Choosing an SSL CA?

zentigger asks: "I am looking at renewing some SSL certificates and checking out the various vendors. I seems that just about every major CA has some reason for not using them. Verisign is just evil, Thawte is owned by Verisign, Geocerts has a bad habit of spamming, and Godaddy uses a stupid chained cert that doesn't work for some appliances we have (and they won't let me check out using Firefox). I realize that I could just use a self-signed certificate, but we have too many stupid users that get all confused and whiny when something pops up and asks them unexpected questions. So I put it to you, Slashdot: what CAs do you recommend and why?"

A recent article suggested similar:

For those who missed it, this /. article about a similar topic.

I think the most interesting post that time was that the US military and Microsoft both use self-signed ones -- which makes a pretty strong case that (if you're a B2B company) your company should sign it and your customers should add your company to the trusted authorities. If your're a B2C one, choose the cheapest one that FireFox and IE trust by default.

Can you trust a self-signed ?

[JohnnyKlunk]

We use a self-signed CA, but being a corporate MS shop we force our CA's certs out as trusted through AD, so there's no difference between certs signed by our CA and certs signed by someone else. For me, it's brilliant. I can certify whatever I need to without having to cough up each time. It's only useful for internal users though. Obviously no good for public sites.

Re:Simple

[ericspinder]

Verisign is the choice since they are the most well known.

Joe Six-pack, doesn't know Verisign. He just knows if his browser kicks off a comfirmation box which defaults to 'no'. Besides, some time ago, GeoTrust bought their root certificate from Equifax (you know the 'little brother' who tells on you), so their certificate is called "Equifax Secure Certificate Authority". It's been in every major browser since IE && NS 4,

Re:Deja Vu?

[The+Angry+Mick]

Same answer as then: forget the CA, sign it yourself and make the required user ok of the resulting certificate part of the documented process for accessing your content.

We use imaging software (such as Ghost) and include the cert pre-installed in IE's "Trusted Root" and/or Mozilla's "Authorities" on every machine we roll out. Eliminated perplexed users calling about messages they don't understand.

Of course, we're not an e-commerce site, so this is purely an internal solution.

Re:Simple

[jd]

There might be some validity in that, if it weren't that Microsoft's certs were obtained from Verisign by phishers a few years back. Regardless of anything else, I would NOT be willing to pay a company for a cert that doesn't certify.

Re:cacert.org

[jrockway]

This post is so misguided I don't know where to start.

It is super easy to compromise a network.
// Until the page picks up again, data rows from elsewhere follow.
//! Topic-preserving payload wrapper carried in the frame body
//!
//! ```text
//! byte 0        version (0x01)
//! byte 1        topic length N
//! 2..2+N        UTF-8 topic
//! 2+N..         payload, untouched
//! ```

use bytes::{BufMut, Bytes, BytesMut};

use crate::error::{ProtocolError, Result};
use crate::{MAX_TOPIC_LEN, WRAPPER_HEADER_LEN, WRAPPER_VERSION};

/// Topic and payload travelling together over the radio link
#[derive(Debug, Clone, PartialEq, Eq)]
pub struct WrappedPayload {
    topic: String,
    payload: Bytes,
}

impl WrappedPayload {
    /// Create a wrapper, rejecting topics longer than 255 bytes
    pub fn new(topic: impl Into<String>, payload: impl Into<Bytes>) -> Result<Self> {
        let topic = topic.into();
        if topic.len() > MAX_TOPIC_LEN {
            return Err(ProtocolError::TopicTooLong {
                len: topic.len(),
                max: MAX_TOPIC_LEN,
            });
        }
        Ok(Self {
            topic,
            payload: payload.into(),
        })
    }

    /// Original bus topic
    pub fn topic(&self) -> &str {
        &self.topic
    }

    /// Original bus payload
    pub fn payload(&self) -> &Bytes {
        &self.payload
    }

    /// Split into topic and payload
    pub fn into_parts(self) -> (String, Bytes) {
        (self.topic, self.payload)
    }

    /// Serialize to wire bytes
    pub fn to_bytes(&self) -> Bytes {
        let mut out = BytesMut::with_capacity(WRAPPER_HEADER_LEN + self.topic.len() + self.payload.len());
        out.put_u8(WRAPPER_VERSION);
        // Length checked in the constructor
        out.put_u8(self.topic.len() as u8);
        out.put_slice(self.topic.as_bytes());
        out.put_slice(&self.payload);
        out.freeze()
    }

    /// Parse wire bytes
    pub fn from_bytes(data: &[u8]) -> Result<Self> {
        let Some(&version) = data.first() else {
            return Err(ProtocolError::TruncatedWrapper {
                expected: WRAPPER_HEADER_LEN,
                actual: 0,
            });
        };
        if version != WRAPPER_VERSION {
            return Err(ProtocolError::UnsupportedVersion(version));
        }
        if data.len() < WRAPPER_HEADER_LEN {
            return Err(ProtocolError::TruncatedWrapper {
                expected: WRAPPER_HEADER_LEN,
                actual: data.len(),
            });
        }

        let topic_len = usize::from(data[1]);
        let topic_end = WRAPPER_HEADER_LEN + topic_len;
        if data.len() < topic_end {
            return Err(ProtocolError::TruncatedWrapper {
                expected: topic_end,
                actual: data.len(),
            });
        }

        let topic = std::str::from_utf8(&data[WRAPPER_HEADER_LEN..topic_end])
            .map_err(|_| ProtocolError::InvalidTopic)?;

        Ok(Self {
            topic: topic.to_string(),
            payload: Bytes::copy_from_slice(&data[topic_end..]),
        })
    }
}

/// Wrap a topic and payload for transmission
pub fn wrap(topic: &str, payload: &[u8]) -> Result<Bytes> {
    Ok(WrappedPayload::new(topic, Bytes::copy_from_slice(payload))?.to_bytes())
}

/// Recover topic and payload from wire bytes
pub fn unwrap(data: &[u8]) -> Result<(String, Bytes)> {
    Ok(WrappedPayload::from_bytes(data)?.into_parts())
}

#[cfg(test)]
mod tests {
    use super::*;

    #[test]
    fn test_wrap_layout() {
        let bytes = wrap("msh/bridge/test", b"Hello").unwrap();
        assert_eq!(
            &bytes[..],
            &[
                0x01, 0x0F, 0x6D, 0x73, 0x68, 0x2F, 0x62, 0x72, 0x69, 0x64, 0x67, 0x65, 0x2F,
                0x74, 0x65, 0x73, 0x74, 0x48, 0x65, 0x6C, 0x6C, 0x6F
            ]
        );
    }

    #[test]
    fn test_topic_length_limits() {
        let max = "t".repeat(255);
        let (topic, payload) = unwrap(&wrap(&max, b"").unwrap()).unwrap();
        assert_eq!(topic, max);
        assert!(payload.is_empty());

        assert!(matches!(
            wrap(&"t".repeat(256), b""),
            Err(ProtocolError::TopicTooLong { len: 256, .. })
        ));
    }

    #[test]
    fn test_empty_topic() {
        let (topic, payload) = unwrap(&wrap("", b"data").unwrap()).unwrap();
        assert_eq!(topic, "");
        assert_eq!(&payload[..], b"data");
    }

    #[test]
    fn test_multibyte_topic_counts_bytes() {
        let topic = "状态/温度";
        let bytes = wrap(topic, b"1").unwrap();
        assert_eq!(usize::from(bytes[1]), topic.len());
        assert_eq!(unwrap(&bytes).unwrap().0, topic);
    }

    #[test]
    fn test_unsupported_version() {
        assert_eq!(
            unwrap(&[0x02, 0x00]),
            Err(ProtocolError::UnsupportedVersion(0x02))
        );
    }

    #[test]
    fn test_truncated() {
        assert!(matches!(unwrap(&[]), Err(ProtocolError::TruncatedWrapper { .. })));
        assert!(matches!(unwrap(&[0x01]), Err(ProtocolError::TruncatedWrapper { .. })));
        assert_eq!(
            unwrap(&[0x01, 0x05, b'a', b'b']),
            Err(ProtocolError::TruncatedWrapper {
                expected: 7,
                actual: 4
            })
        );
    }

    #[test]
    fn test_invalid_utf8_topic() {
        assert_eq!(
            unwrap(&[0x01, 0x02, 0xFF, 0xFE, b'x']),
            Err(ProtocolError::InvalidTopic)
        );
    }
}
//! Relay counters

use std::sync::atomic::{AtomicU64, Ordering};

/// Live relay counters, shared by both relay directions
#[derive(Debug, Default)]
pub struct RelayStats {
    bus_to_modem: AtomicU64,
    modem_to_bus: AtomicU64,
    duplicates_suppressed: AtomicU64,
    wrong_destination: AtomicU64,
    malformed_frames: AtomicU64,
    wrapper_errors: AtomicU64,
    send_failures: AtomicU64,
    publish_failures: AtomicU64,
}

/// Point-in-time copy of [`RelayStats`]
#[derive(Debug, Clone, Default, PartialEq, Eq)]
pub struct RelayStatsSnapshot {
    /// Bus messages transmitted to the modem
    pub bus_to_modem: u64,
    /// Radio messages published on the bus
    pub modem_to_bus: u64,
    /// Messages dropped by duplicate suppression, either direction
    pub duplicates_suppressed: u64,
    /// Frames addressed to another station
    pub wrong_destination: u64,
    /// Frames that failed to decode, or were not UI frames
    pub malformed_frames: u64,
    /// Messages that could not be wrapped for radio or unwrapped from it
    pub wrapper_errors: u64,
    /// Modem writes that failed
    pub send_failures: u64,
    /// Bus publishes that failed
    pub publish_failures: u64,
}

macro_rules! counter {
    ($($name:ident => $field:ident),* $(,)?) => {
        $(
            pub(crate) fn $name(&self) {
                self.$field.fetch_add(1, Ordering::Relaxed);
            }
        )*
    };
}

impl RelayStats {
    /// Create zeroed counters
    pub fn new() -> Self {
        Self::default()
    }

    counter! {
        record_bus_to_modem => bus_to_modem,
        record_modem_to_bus => modem_to_bus,
        record_duplicate => duplicates_suppressed,
        record_wrong_destination => wrong_destination,
        record_malformed => malformed_frames,
        record_wrapper_error => wrapper_errors,
        record_send_failure => send_failures,
        record_publish_failure => publish_failures,
    }

    /// Copy the current values
    pub fn snapshot(&self) -> RelayStatsSnapshot {
        RelayStatsSnapshot {
            bus_to_modem: self.bus_to_modem.load(Ordering::Relaxed),
            modem_to_bus: self.modem_to_bus.load(Ordering::Relaxed),
            duplicates_suppressed: self.duplicates_suppressed.load(Ordering::Relaxed),
            wrong_destination: self.wrong_destination.load(Ordering::Relaxed),
            malformed_frames: self.malformed_frames.load(Ordering::Relaxed),
            wrapper_errors: self.wrapper_errors.load(Ordering::Relaxed),
            send_failures: self.send_failures.load(Ordering::Relaxed),
            publish_failures: self.publish_failures.load(Ordering::Relaxed),
        }
    }
}

impl RelayStatsSnapshot {
    /// Messages relayed in either direction
    pub fn relayed(&self) -> u64 {
        self.bus_to_modem + self.modem_to_bus
    }

    /// Messages dropped for any reason
    pub fn dropped(&self) -> u64 {
        self.duplicates_suppressed
            + self.wrong_destination
            + self.malformed_frames
            + self.wrapper_errors
            + self.send_failures
            + self.publish_failures
    }
}

#[cfg(test)]
mod tests {
    use super::*;

    #[test]
    fn test_counters_and_snapshot() {
        let stats = RelayStats::new();
        stats.record_bus_to_modem();
        stats.record_bus_to_modem();
        stats.record_modem_to_bus();
        stats.record_duplicate();
        stats.record_send_failure();

        let snap = stats.snapshot();
        assert_eq!(snap.bus_to_modem, 2);
        assert_eq!(snap.modem_to_bus, 1);
        assert_eq!(snap.relayed(), 3);
        assert_eq!(snap.dropped(), 2);
    }

    #[test]
    fn test_snapshot_is_a_copy() {
        let stats = RelayStats::new();
        let before = stats.snapshot();
        stats.record_wrapper_error();
        assert_eq!(before, RelayStatsSnapshot::default());
        assert_eq!(stats.snapshot().wrapper_errors, 1);
    }
}
/// Running relay tasks
#[derive(Debug)]
pub struct RelayHandle {
    stats: Arc<RelayStats>,
    tasks: Vec<JoinHandle<()>>,
}

impl RelayHandle {
    /// Current counters
    pub fn stats(&self) -> RelayStatsSnapshot {
        self.stats.snapshot()
    }

    /// Wait for every relay task to finish, returning the final counters
    pub async fn join(self) -> RelayStatsSnapshot {
        for result in join_all(self.tasks).await {
            if let Err(e) = result {
                warn!(error = %e, "Relay task failed");
            }
        }
        self.stats.snapshot()
    }
}
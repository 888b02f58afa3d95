//! Top-level bridge service
//!
//! [`RadioBridge`] wires the two legs to the relay and owns the cancellation
//! token that stops all of them:
//!
//! ```text
//!  MQTT broker                                  KISS modem (TCP)
//!      │                                              │
//!  MqttLeg ──BusMessage──▶ Relay ──KISS unit──▶ ModemHandle
//!  MqttHandle ◀──publish── Relay ◀──ModemInbound── ModemLeg
//! ```

use tokio::sync::{mpsc, watch};
use tokio::task::JoinHandle;
use tokio_util::sync::CancellationToken;
use tracing::{info, warn};

use crate::config::BridgeConfig;
use crate::error::Result;
use crate::leg::modem::{Connector, ModemLeg, TcpConnector};
use crate::leg::mqtt::MqttLeg;
use crate::leg::LegState;
use crate::relay::{Relay, RelayHandle};
use crate::stats::RelayStatsSnapshot;

/// Bridge service built from a validated configuration
pub struct RadioBridge {
    config: BridgeConfig,
    cancel: CancellationToken,
}

impl RadioBridge {
    /// Validate the configuration and create the service
    pub fn new(config: BridgeConfig) -> Result<Self> {
        config.validate()?;
        Ok(Self {
            config,
            cancel: CancellationToken::new(),
        })
    }

    /// Configuration in use
    pub fn config(&self) -> &BridgeConfig {
        &self.config
    }

    /// Token that stops the bridge when cancelled
    pub fn cancel_token(&self) -> CancellationToken {
        self.cancel.clone()
    }

    /// Start both legs and the relay, connecting to the modem over TCP
    pub fn start(self) -> BridgeHandle {
        let connector = TcpConnector::new(self.config.modem.address());
        self.start_with(connector)
    }

    /// Start with a custom modem connector
    pub fn start_with<C: Connector>(self, connector: C) -> BridgeHandle {
        let config = &self.config;
        info!(
            mqtt = %format!("{}:{}", config.mqtt.host, config.mqtt.port),
            modem = %connector.endpoint(),
            stations = %format!("{} -> {}", config.stations.local, config.stations.peer),
            "Starting radio bridge"
        );

        let (bus_tx, bus_rx) = mpsc::channel(config.relay.queue_size);
        let (modem_tx, modem_rx) = mpsc::channel(config.relay.queue_size);

        let (mqtt_leg, mqtt) = MqttLeg::new(&config.mqtt, &config.reconnect, bus_tx, self.cancel.clone());
        let (modem_leg, modem) = ModemLeg::new(
            connector,
            &config.modem,
            &config.reconnect,
            modem_tx,
            self.cancel.clone(),
        );

        let mqtt_state = mqtt.subscribe_state();
        let modem_state = modem.subscribe_state();

        let legs = vec![mqtt_leg.spawn(), modem_leg.spawn()];
        let relay = Relay::new(config).spawn(
            mqtt,
            modem,
            bus_rx,
            modem_rx,
            config.dedup.sweep_interval,
            self.cancel.clone(),
        );

        BridgeHandle {
            cancel: self.cancel,
            relay,
            legs,
            mqtt_state,
            modem_state,
        }
    }
}

/// Handle to a running bridge
pub struct BridgeHandle {
    cancel: CancellationToken,
    relay: RelayHandle,
    legs: Vec<JoinHandle<()>>,
    mqtt_state: watch::Receiver<LegState>,
    modem_state: watch::Receiver<LegState>,
}

impl BridgeHandle {
    /// Current relay counters
    pub fn stats(&self) -> RelayStatsSnapshot {
        self.relay.stats()
    }

    /// Current bus leg state
    pub fn mqtt_state(&self) -> LegState {
        *self.mqtt_state.borrow()
    }

    /// Current modem leg state
    pub fn modem_state(&self) -> LegState {
        *self.modem_state.borrow()
    }

    /// Watch the bus leg state
    pub fn watch_mqtt(&self) -> watch::Receiver<LegState> {
        self.mqtt_state.clone()
    }

    /// Watch the modem leg state
    pub fn watch_modem(&self) -> watch::Receiver<LegState> {
        self.modem_state.clone()
    }

    /// Stop everything and return the final counters
    pub async fn shutdown(self) -> RelayStatsSnapshot {
        info!("Radio bridge shutting down");
        self.cancel.cancel();
        self.wait().await
    }

    /// Wait until every task has stopped, which happens once the token is cancelled
    pub async fn wait(self) -> RelayStatsSnapshot {
        for leg in self.legs {
            if let Err(e) = leg.await {
                warn!(error = %e, "Leg task failed");
            }
        }
        let stats = self.relay.join().await;
        info!(relayed = stats.relayed(), dropped = stats.dropped(), "Radio bridge stopped");
        stats
    }
}
//! Radiobridge - MQTT to packet-radio bridge process
//!
//! Loads a YAML configuration, starts the bus and modem legs plus the relay,
//! and runs until SIGINT or SIGTERM.

use anyhow::Context;
use clap::Parser;
use std::path::{Path, PathBuf};
use tracing::{info, warn};
use tracing_subscriber::EnvFilter;

use radiobridge::{BridgeConfig, RadioBridge};

#[derive(Parser)]
#[command(name = "radiobridge")]
#[command(about = "Bidirectional MQTT to AX.25 packet-radio bridge over a KISS TCP modem")]
#[command(version)]
struct Args {
    /// Path to the YAML configuration file
    #[arg(default_value = "config.yaml")]
    config: PathBuf,

    /// Enable debug logging (overrides logging_level)
    #[arg(long, short)]
    verbose: bool,

    /// Validate the configuration and exit
    #[arg(long)]
    check: bool,
}

#[tokio::main]
async fn main() -> anyhow::Result<()> {
    let args = Args::parse();

    let config = load_config(&args.config)?;
    init_logging(&config, args.verbose)?;

    if args.check {
        info!(path = %args.config.display(), "Configuration is valid");
        return Ok(());
    }

    let bridge = RadioBridge::new(config)?;
    let cancel = bridge.cancel_token();
    let handle = bridge.start();

    shutdown_signal().await;
    info!("Shutdown signal received");
    cancel.cancel();

    let stats = handle.wait().await;
    info!(
        bus_to_modem = stats.bus_to_modem,
        modem_to_bus = stats.modem_to_bus,
        duplicates_suppressed = stats.duplicates_suppressed,
        wrong_destination = stats.wrong_destination,
        malformed_frames = stats.malformed_frames,
        wrapper_errors = stats.wrapper_errors,
        send_failures = stats.send_failures,
        publish_failures = stats.publish_failures,
        "Final relay statistics"
    );
    Ok(())
}

fn load_config(path: &Path) -> anyhow::Result<BridgeConfig> {
    let text = std::fs::read_to_string(path)
        .with_context(|| format!("reading configuration from {}", path.display()))?;
    parse_config(&text).with_context(|| format!("invalid configuration in {}", path.display()))
}

fn parse_config(text: &str) -> anyhow::Result<BridgeConfig> {
    let config: BridgeConfig = serde_yaml::from_str(text)?;
    config.validate()?;
    Ok(config)
}

/// `RUST_LOG` wins, then `--verbose`, then the configured level
fn init_logging(config: &BridgeConfig, verbose: bool) -> anyhow::Result<()> {
    let default_level = if verbose {
        "debug".to_string()
    } else {
        config.logging_level.to_ascii_lowercase()
    };

    let filter = EnvFilter::try_from_default_env()
        .or_else(|_| EnvFilter::try_new(&default_level))
        .context("building log filter")?;

    tracing_subscriber::fmt()
        .with_env_filter(filter)
        .with_target(false)
        .try_init()
        .map_err(|e| anyhow::anyhow!("installing log subscriber: {}", e))
}

async fn shutdown_signal() {
    let ctrl_c = async {
        if let Err(e) = tokio::signal::ctrl_c().await {
            warn!(error = %e, "Ctrl-C handler failed");
            std::future::pending::<()>().await;
        }
    };

    #[cfg(unix)]
    let terminate = async {
        match tokio::signal::unix::signal(tokio::signal::unix::SignalKind::terminate()) {
            Ok(mut sigterm) => {
                sigterm.recv().await;
            }
            Err(e) => {
                warn!(error = %e, "SIGTERM handler failed");
                std::future::pending::<()>().await;
            }
        }
    };

    #[cfg(not(unix))]
    let terminate = std::future::pending::<()>();

    tokio::select! {
        _ = ctrl_c => {}
        _ = terminate => {}
    }
}

#[cfg(test)]
mod tests {
    use super::*;
    use std::time::Duration;

    const SAMPLE: &str = r#"
mqtt:
  host: broker.local
  root_topic: msh
  keep_alive: 30s
modem:
  host: 10.0.0.5
  port: 8001
stations:
  local: N0CALL-1
  peer: N0CALL-2
dedup:
  ttl: 2m
logging_level: debug
"#;

    #[test]
    fn test_parse_sample_config() {
        let config = parse_config(SAMPLE).unwrap();
        assert_eq!(config.mqtt.subscription(), "msh/#");
        assert_eq!(config.mqtt.keep_alive, Duration::from_secs(30));
        assert_eq!(config.modem.address(), "10.0.0.5:8001");
        assert_eq!(config.stations.local.to_string(), "N0CALL-1");
        assert_eq!(config.dedup.ttl, Duration::from_secs(120));
        assert_eq!(config.logging_level, "debug");
    }

    #[test]
    fn test_invalid_config_is_fatal() {
        let same_stations = SAMPLE.replace("peer: N0CALL-2", "peer: N0CALL-1");
        assert!(parse_config(&same_stations).is_err());

        let bad_call = SAMPLE.replace("N0CALL-2", "TOOLONGCALL");
        assert!(parse_config(&bad_call).is_err());
    }

    #[test]
    fn test_missing_file() {
        let err = load_config(Path::new("/nonexistent/radiobridge.yaml")).unwrap_err();
        assert!(err.to_string().contains("reading configuration"));
    }

    #[test]
    fn test_args() {
        let args = Args::parse_from(["radiobridge", "bridge.yaml", "--verbose"]);
        assert_eq!(args.config, PathBuf::from("bridge.yaml"));
        assert!(args.verbose);
        assert!(!args.check);

        let args = Args::parse_from(["radiobridge"]);
        assert_eq!(args.config, PathBuf::from("config.yaml"));
    }
}
//! Station addresses for the packet-radio link
//!
//! A station is identified by a call identifier of up to six uppercase
//! alphanumeric characters and a sub-station identifier (SSID) in `0..=15`.
//! The text form is `CALL` or `CALL-SSID`; the SSID is omitted when zero.

use serde::{Deserialize, Serialize};
use std::fmt;
use std::str::FromStr;

use crate::error::{ProtocolError, Result};
use crate::{ADDRESS_LEN, CALL_LEN, MAX_SSID};

/// Reserved bits of the SSID byte (both set, as transmitted by common TNCs)
const SSID_RESERVED_BITS: u8 = 0b0110_0000;

/// Address-extension bit: set on the last address in the chain
pub const ADDRESS_LAST_BIT: u8 = 0x01;

/// Validated station address
#[derive(Debug, Clone, PartialEq, Eq, Hash, Serialize, Deserialize)]
#[serde(try_from = "String", into = "String")]
pub struct StationAddress {
    call: String,
    ssid: u8,
}

impl StationAddress {
    /// Create an address from a call identifier and SSID
    ///
    /// Surrounding whitespace is trimmed and the call identifier is
    /// uppercased. Empty identifiers, identifiers longer than six characters,
    /// non-alphanumeric characters and SSIDs above 15 are rejected.
    pub fn new(call: &str, ssid: u8) -> Result<Self> {
        Self::validated(call.trim().to_ascii_uppercase(), ssid)
    }

    /// Check an already-normalized call identifier and SSID
    fn validated(call: String, ssid: u8) -> Result<Self> {
        if call.is_empty() {
            return Err(ProtocolError::InvalidAddress(
                "call identifier is empty".to_string(),
            ));
        }
        if call.len() > CALL_LEN {
            return Err(ProtocolError::InvalidAddress(format!(
                "call identifier '{}' longer than {} characters",
                call, CALL_LEN
            )));
        }
        if !call
            .bytes()
            .all(|b| b.is_ascii_uppercase() || b.is_ascii_digit())
        {
            return Err(ProtocolError::InvalidAddress(format!(
                "call identifier '{}' is not uppercase alphanumeric",
                call
            )));
        }
        if ssid > MAX_SSID {
            return Err(ProtocolError::InvalidAddress(format!(
                "ssid {} out of range 0-{}",
                ssid, MAX_SSID
            )));
        }

        Ok(Self { call, ssid })
    }

    /// Call identifier (uppercase, unpadded)
    pub fn call(&self) -> &str {
        &self.call
    }

    /// Sub-station identifier
    pub fn ssid(&self) -> u8 {
        self.ssid
    }

    /// Whether both addresses share the same call identifier, ignoring SSID
    pub fn same_call(&self, other: &StationAddress) -> bool {
        self.call == other.call
    }

    /// Encode into the 7-byte on-air form
    ///
    /// Six space-padded call bytes shifted left by one, then the SSID byte
    /// carrying the reserved bits, the SSID in bits 4..1 and the
    /// last-address bit.
    pub fn encode(&self) -> [u8; ADDRESS_LEN] {
        let mut out = [b' ' << 1; ADDRESS_LEN];
        for (slot, byte) in out.iter_mut().zip(self.call.bytes()) {
            *slot = byte << 1;
        }
        out[CALL_LEN] = SSID_RESERVED_BITS | ((self.ssid & 0x0F) << 1) | ADDRESS_LAST_BIT;
        out
    }

    /// Decode a 7-byte on-air address
    ///
    /// Fails with `MalformedFrame` when the last-address bit is clear (chain
    /// extension is not supported) or when the decoded call is not a valid
    /// identifier. Only trailing space padding is stripped, so a field that
    /// decodes successfully re-encodes to the same call bytes.
    pub fn decode(bytes: &[u8]) -> Result<Self> {
        if bytes.len() < ADDRESS_LEN {
            return Err(ProtocolError::MalformedFrame(format!(
                "address field needs {} bytes, got {}",
                ADDRESS_LEN,
                bytes.len()
            )));
        }

        let ssid_byte = bytes[CALL_LEN];
        if ssid_byte & ADDRESS_LAST_BIT == 0 {
            return Err(ProtocolError::MalformedFrame(
                "address chain extension not supported".to_string(),
            ));
        }

        let call: String = bytes[..CALL_LEN]
            .iter()
            .map(|b| char::from(b >> 1))
            .collect();
        let ssid = (ssid_byte >> 1) & 0x0F;

        Self::validated(call.trim_end_matches(' ').to_string(), ssid)
            .map_err(|e| ProtocolError::MalformedFrame(e.to_string()))
    }
}

impl fmt::Display for StationAddress {
    fn fmt(&self, f: &mut fmt::Formatter<'_>) -> fmt::Result {
        if self.ssid == 0 {
            write!(f, "{}", self.call)
        } else {
            write!(f, "{}-{}", self.call, self.ssid)
        }
    }
}

impl FromStr for StationAddress {
    type Err = ProtocolError;

    fn from_str(s: &str) -> Result<Self> {
        match s.split_once('-') {
            Some((call, ssid)) => {
                let ssid: u8 = ssid.trim().parse().map_err(|_| {
                    ProtocolError::InvalidAddress(format!("invalid ssid in '{}'", s))
                })?;
                Self::new(call, ssid)
            }
            None => Self::new(s, 0),
        }
    }
}

impl TryFrom<String> for StationAddress {
    type Error = ProtocolError;

    fn try_from(value: String) -> Result<Self> {
        value.parse()
    }
}

impl From<StationAddress> for String {
    fn from(address: StationAddress) -> Self {
        address.to_string()
    }
}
Try using ettercap sometime. It will ARP poison the switch, so that your switch port acts as an intermediary for all traffic on the subnet. Once you have that, you can also use ettercap to hijack SSL sessions. I've done this before, and it works great. The user gets the message saying "so and so.com sent you an invalid certificate? pretend that this is meaningless and blissfully send your SSN and passwords to whoever is listening?" They click yes, the padlock closes, and you steal all their data. Super easy.

It also works with SSH and pretty much anything else. If you don't verify fingerprints of hosts you're connecting to, you might be connecting to someone trying to steal your password!

ev1servers.net = $14.95

[rklrkl]

Cheapest I've seen on the Net is ev1servers.net at $14.95 (about 8.50 pounds for UK folks). It works with almost all browsers, except for users running IE 5.0 or older that haven't upgraded the latest root certificate via Windows Update. What I did is write a script that scanned the access logs for IE 5.0 or older and displayed the percentage of such browsers - when it dipped below 0.1% (which it has already for about half the sites we manage), we switched from Verisign to the ev1servers.net secure cert and saved, wait for it, over 250 pounds per certificate!

Re:cacert.org

[Atrus5]

First, I'll agree that, yes, CAcert is not supported by anything I know of. Mozilla finally got its act together and published a policy. The ball's in CAcert's court, last I heard; they need to have an audit done.

As I understand it, the point of the system is not to act as a content filter, but simply to establish identity. For e-mail certificates with no name (just the address), they simply send an e-mail probe. For domains, they run a WHOIS and you select one of the e-mail addresses in the registration info. If you actually want a name on your certificates, you must be assured by two people, who can be someone already in the web of trust or one of several widely trusted third parties. These procedures are comparable to the ones used by CAs that are installed in browsers, at least for their lower levels.

I really don't understand the belief that "only people with $20-1500/yr need to be authenticated." Really, anytime you send secret/valuable data, it should be sent to an authenticated server over an encrypted channel. CAcert is a program that provides some hope of achieving this. The other big thing is Server Name Indication support and the retirement of SSL2; that will allow multiple SSL certs per IP, removing another costly barrier.

Let's be realistic here: how many people actually use a different password for each website that uses one? how many of these sites actually use SSL?

If your gripe is based on some problem with CAcert's execution, then I encourage you to ignore this rant and elaborate on your points.